While I was growing up, my mom was mostly going it alone as a single parent to me and my older brother. She and my father separated when I was about four. She remarried when I was six, and divorced yet again, thankfully, when I was about 13. For my entire childhood, married or not, my mom spent as little time in the kitchen as possible. During her second marriage, having added another pre-teen stepson to the fold, food wouldn’t stay in the cupboard or fridge longer than a few days, so there wasn’t much point in being fussy about it. She relied on easy meals that would guarantee to be eaten with little complaint – chicken nuggets, Old El Paso tacos, Hamburger Helper, canned veggies, spaghetti and meatballs.
Even her best, mostly from-scratch recipe—chili, which I’m pretty sure my father taught her long ago—relied on canned beans, jarred tomato sauce, and Busch’s Chili Magic™ for its special kick. I didn’t know moms ever made cake or brownies not from a Betty Crocker box mix. When she separated from her second husband, my brother was just about to head off to college, and soon it was just her and I at home to feed, and too much effort seemed even more unnecessary, even to me. We subsisted on bagged salad mixes, Lean Cuisines, and lots of take out, to which I never really objected.
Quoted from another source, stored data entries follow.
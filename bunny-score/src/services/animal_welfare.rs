//! Animal-welfare sub-score
//!
//! Checks a company against the cruelty-free registry and the vegan registry
//! concurrently, then combines the two verdicts:
//! 75 points for a cruelty-free listing, 25 for a vegan listing.

use crate::models::MatchResult;
use crate::services::directory_cache::DirectoryCache;
use crate::services::fuzzy_matcher::fuzzy_match;
use crate::services::score_aggregator::ScoreError;
use std::sync::Arc;
use tracing::{debug, warn};

pub const CRUELTY_FREE_WEIGHT: f64 = 75.0;
pub const VEGAN_WEIGHT: f64 = 25.0;

/// Look a company up in one registry
///
/// A registry that cannot be fetched yields a not-found result carrying the
/// error, so the caller gets "no verdict" instead of a failure.
pub async fn check_registry(cache: &DirectoryCache, company_name: &str) -> MatchResult {
    match cache.fetch_all_brands().await {
        Ok(list) => {
            let result = fuzzy_match(company_name, list.entries());
            debug!(
                registry = %cache.source().id,
                company = %company_name,
                found = result.found(),
                score = result.score(),
                best_match = ?result.best_match(),
                "Registry lookup complete"
            );
            result
        }
        Err(e) => {
            warn!(
                registry = %cache.source().id,
                company = %company_name,
                error = %e,
                "Registry unavailable, no verdict"
            );
            MatchResult::unavailable(e.to_string())
        }
    }
}

/// Both registry verdicts plus the combined score
///
/// The score is always a number: an unreachable registry counts as not listed.
#[derive(Debug, Clone)]
pub struct AnimalWelfareVerdict {
    pub cruelty_free: MatchResult,
    pub vegan: MatchResult,
    pub score: f64,
    pub reason: String,
}

pub struct AnimalWelfareChecker {
    cruelty_free: Arc<DirectoryCache>,
    vegan: Arc<DirectoryCache>,
}

impl AnimalWelfareChecker {
    pub fn new(cruelty_free: Arc<DirectoryCache>, vegan: Arc<DirectoryCache>) -> Self {
        Self {
            cruelty_free,
            vegan,
        }
    }

    /// # Errors
    /// Returns `ScoreError::MissingCompany` for a blank company name.
    pub async fn check(&self, company_name: &str) -> Result<AnimalWelfareVerdict, ScoreError> {
        let company_name = company_name.trim();
        if company_name.is_empty() {
            return Err(ScoreError::MissingCompany);
        }

        let (cruelty_free, vegan) = tokio::join!(
            check_registry(&self.cruelty_free, company_name),
            check_registry(&self.vegan, company_name),
        );

        let score = combine(cruelty_free.found(), vegan.found());
        let reason = format!(
            "{} and {}",
            self.cruelty_free_reason(company_name, &cruelty_free),
            self.vegan_reason(&vegan)
        );

        Ok(AnimalWelfareVerdict {
            cruelty_free,
            vegan,
            score,
            reason,
        })
    }

    fn cruelty_free_reason(&self, company_name: &str, result: &MatchResult) -> String {
        let label = &self.cruelty_free.source().label;
        match (result.found(), result.best_match(), result.error()) {
            (true, Some(best), _) => {
                format!("{} is {} certified (matched \"{}\")", company_name, label, best)
            }
            (_, _, Some(_)) => format!(
                "{} certification for {} could not be checked",
                label, company_name
            ),
            _ => format!("{} is not {} certified", company_name, label),
        }
    }

    fn vegan_reason(&self, result: &MatchResult) -> String {
        let label = &self.vegan.source().label;
        if result.found() {
            format!("listed as vegan on {}", label)
        } else if result.error().is_some() {
            format!("vegan listing on {} could not be checked", label)
        } else {
            format!("not listed as vegan on {}", label)
        }
    }
}

/// Weighted combination of the two registry verdicts, always within 0-100
pub fn combine(cruelty_free: bool, vegan: bool) -> f64 {
    let mut score = 0.0;
    if cruelty_free {
        score += CRUELTY_FREE_WEIGHT;
    }
    if vegan {
        score += VEGAN_WEIGHT;
    }
    score
}

#[cfg(test)]
mod tests {
    use super::*;
    use crate::models::RegistrySource;
    use crate::services::directory_cache::CacheOptions;
    use crate::services::page_fetcher::{FetchError, PageFetcher};
    use async_trait::async_trait;

    /// Every URL returns the same page; base URL "down://" fails
    struct StaticFetcher(String);

    #[async_trait]
    impl PageFetcher for StaticFetcher {
        async fn fetch_page(&self, url: &str) -> Result<String, FetchError> {
            if url.starts_with("down://") {
                return Err(FetchError::NetworkError("connection refused".to_string()));
            }
            if url.contains("page=") {
                return Ok(String::new());
            }
            Ok(self.0.clone())
        }
    }

    fn registry(id: &str, label: &str, base: &str, marker: &str, html: &str) -> Arc<DirectoryCache> {
        Arc::new(
            DirectoryCache::new(
                RegistrySource::new(id, label, base, marker),
                Arc::new(StaticFetcher(html.to_string())),
                CacheOptions::default(),
            )
            .unwrap(),
        )
    }

    fn checker(bunny_base: &str, vegan_base: &str) -> AnimalWelfareChecker {
        AnimalWelfareChecker::new(
            registry(
                "leaping-bunny",
                "Leaping Bunny",
                bunny_base,
                "/brand/",
                r#"<a href="/brand/lush">LUSH</a><a href="/brand/aveda">Aveda</a>"#,
            ),
            registry(
                "ethicy-vegan",
                "ethicy.com",
                vegan_base,
                "/question/is-",
                r#"<a href="/question/is-lush-vegan">Lush</a>"#,
            ),
        )
    }

    #[test]
    fn test_combine_weights() {
        assert_eq!(combine(false, false), 0.0);
        assert_eq!(combine(false, true), 25.0);
        assert_eq!(combine(true, false), 75.0);
        assert_eq!(combine(true, true), 100.0);
    }

    #[tokio::test]
    async fn test_cruelty_free_and_vegan() {
        let verdict = checker("http://bunny.test", "http://vegan.test")
            .check("Lush")
            .await
            .unwrap();

        assert_eq!(verdict.score, 100.0);
        assert_eq!(
            verdict.reason,
            "Lush is Leaping Bunny certified (matched \"LUSH\") and listed as vegan on ethicy.com"
        );
    }

    #[tokio::test]
    async fn test_cruelty_free_only() {
        let verdict = checker("http://bunny.test", "http://vegan.test")
            .check("Aveda")
            .await
            .unwrap();

        assert_eq!(verdict.score, 75.0);
        assert!(!verdict.vegan.found());
        assert!(verdict.reason.ends_with("not listed as vegan on ethicy.com"));
    }

    #[tokio::test]
    async fn test_unlisted_company() {
        let verdict = checker("http://bunny.test", "http://vegan.test")
            .check("Maybelline")
            .await
            .unwrap();

        assert_eq!(verdict.score, 0.0);
        assert_eq!(
            verdict.reason,
            "Maybelline is not Leaping Bunny certified and not listed as vegan on ethicy.com"
        );
    }

    #[tokio::test]
    async fn test_unavailable_registry_is_no_verdict() {
        let verdict = checker("down://bunny", "http://vegan.test")
            .check("Lush")
            .await
            .unwrap();

        assert!(!verdict.cruelty_free.found());
        assert!(verdict.cruelty_free.error().is_some());
        assert!(verdict.vegan.found());
        assert_eq!(verdict.score, 25.0);
        assert!(verdict
            .reason
            .starts_with("Leaping Bunny certification for Lush could not be checked"));
    }

    #[tokio::test]
    async fn test_blank_company_rejected() {
        let result = checker("http://bunny.test", "http://vegan.test")
            .check("   ")
            .await;
        assert!(matches!(result, Err(ScoreError::MissingCompany)));
    }
}
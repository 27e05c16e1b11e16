//! Tracing subscriber setup shared by the workspace binaries

use crate::config::LoggingConfig;
use crate::{Error, Result};
use tracing_subscriber::{layer::SubscriberExt, util::SubscriberInitExt, EnvFilter};

/// Install the global tracing subscriber
///
/// `RUST_LOG` wins when set; otherwise the `[logging] level` directive is used.
///
/// # Errors
/// Returns `Error::Config` if the level directive is invalid or a global
/// subscriber is already installed.
pub fn init_tracing(config: &LoggingConfig) -> Result<()> {
    let filter = match EnvFilter::try_from_default_env() {
        Ok(filter) => filter,
        Err(_) => EnvFilter::try_new(&config.level)
            .map_err(|e| Error::Config(format!("Invalid log level '{}': {}", config.level, e)))?,
    };

    tracing_subscriber::registry()
        .with(filter)
        .with(tracing_subscriber::fmt::layer())
        .try_init()
        .map_err(|e| Error::Config(format!("Tracing already initialized: {}", e)))
}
My mother, consumed with doing motherly things like protecting me from an abusive stepfather and putting me on a path to get a full ride to a great college, had no extra bandwidth for poring over pages of cookbooks to find a new and exciting recipe to try night after night. It kills me that she was ever made to think that she should be. And so Irma sat on a bookshelf in every kitchen we had, collecting dust, but always present and imposing.
I never once saw my mother use that book. She never minced words about hating to cook, never shied away from that assertion or the painful reasons why. So, as I grew up, knowing that book was ever present in our kitchen, I couldn’t help but feel like it was mocking her, guilting her for not relishing her domestic responsibilities, even before I had the feminist vocabulary to rail about it. And I couldn’t imagine the torture – a book that she carried like her own personal albatross, a reminder that, due to circumstances beyond her control but nevertheless damning, the very idea of finding joy in cooking was utterly laughable.
When she let me take the book with me when I moved into my first apartment, I found it to be bookmarked with clippings of hilariously dated recipes from Good Housekeeping and torn from the back of Jell-O boxes — dry, yellowing ghosts of a life of happy domesticity she thought she ought to prepare for, but never, ever had.